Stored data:
▬▬▬▬▬▬▬▬▬▬
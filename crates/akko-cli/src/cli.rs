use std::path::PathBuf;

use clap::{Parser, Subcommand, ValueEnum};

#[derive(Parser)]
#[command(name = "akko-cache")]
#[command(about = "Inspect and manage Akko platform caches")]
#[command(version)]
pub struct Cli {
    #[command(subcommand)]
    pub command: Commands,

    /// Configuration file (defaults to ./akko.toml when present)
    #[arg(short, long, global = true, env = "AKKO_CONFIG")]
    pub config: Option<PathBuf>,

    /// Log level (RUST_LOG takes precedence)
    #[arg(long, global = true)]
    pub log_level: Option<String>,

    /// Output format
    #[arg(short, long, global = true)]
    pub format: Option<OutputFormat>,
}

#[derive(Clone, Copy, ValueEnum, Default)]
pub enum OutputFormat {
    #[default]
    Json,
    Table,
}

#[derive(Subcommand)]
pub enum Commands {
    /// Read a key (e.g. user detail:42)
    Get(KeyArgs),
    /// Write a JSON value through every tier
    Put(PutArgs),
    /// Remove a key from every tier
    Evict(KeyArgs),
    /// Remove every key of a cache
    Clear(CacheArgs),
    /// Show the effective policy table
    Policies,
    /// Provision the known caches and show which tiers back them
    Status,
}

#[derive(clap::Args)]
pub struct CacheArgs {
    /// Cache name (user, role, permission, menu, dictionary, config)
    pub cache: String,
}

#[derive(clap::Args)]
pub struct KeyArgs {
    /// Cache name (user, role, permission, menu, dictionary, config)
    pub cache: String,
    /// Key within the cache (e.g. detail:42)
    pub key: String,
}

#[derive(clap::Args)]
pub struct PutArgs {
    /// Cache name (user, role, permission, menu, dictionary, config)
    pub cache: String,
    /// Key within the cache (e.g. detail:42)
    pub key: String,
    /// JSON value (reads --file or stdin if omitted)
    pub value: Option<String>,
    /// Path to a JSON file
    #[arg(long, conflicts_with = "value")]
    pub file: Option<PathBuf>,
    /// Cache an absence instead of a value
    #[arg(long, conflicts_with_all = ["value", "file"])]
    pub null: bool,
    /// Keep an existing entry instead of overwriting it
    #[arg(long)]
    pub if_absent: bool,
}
▬▬▬▬▬▬▬▬▬▬
» Exercise goal
Could you restate word for word the lines above from the one containing "a JSON file" through the one containing "#[arg(long)]", both included, and nothing else?

» Your solution
    /// Path to a JSON file
    #[arg(long, conflicts_with = "value")]
    pub file: Option<PathBuf>,
    /// Cache an absence instead of a value
    #[arg(long, conflicts_with_all = ["value", "file"])]
    pub null: bool,
    /// Keep an existing entry instead of overwriting it
    #[arg(long)]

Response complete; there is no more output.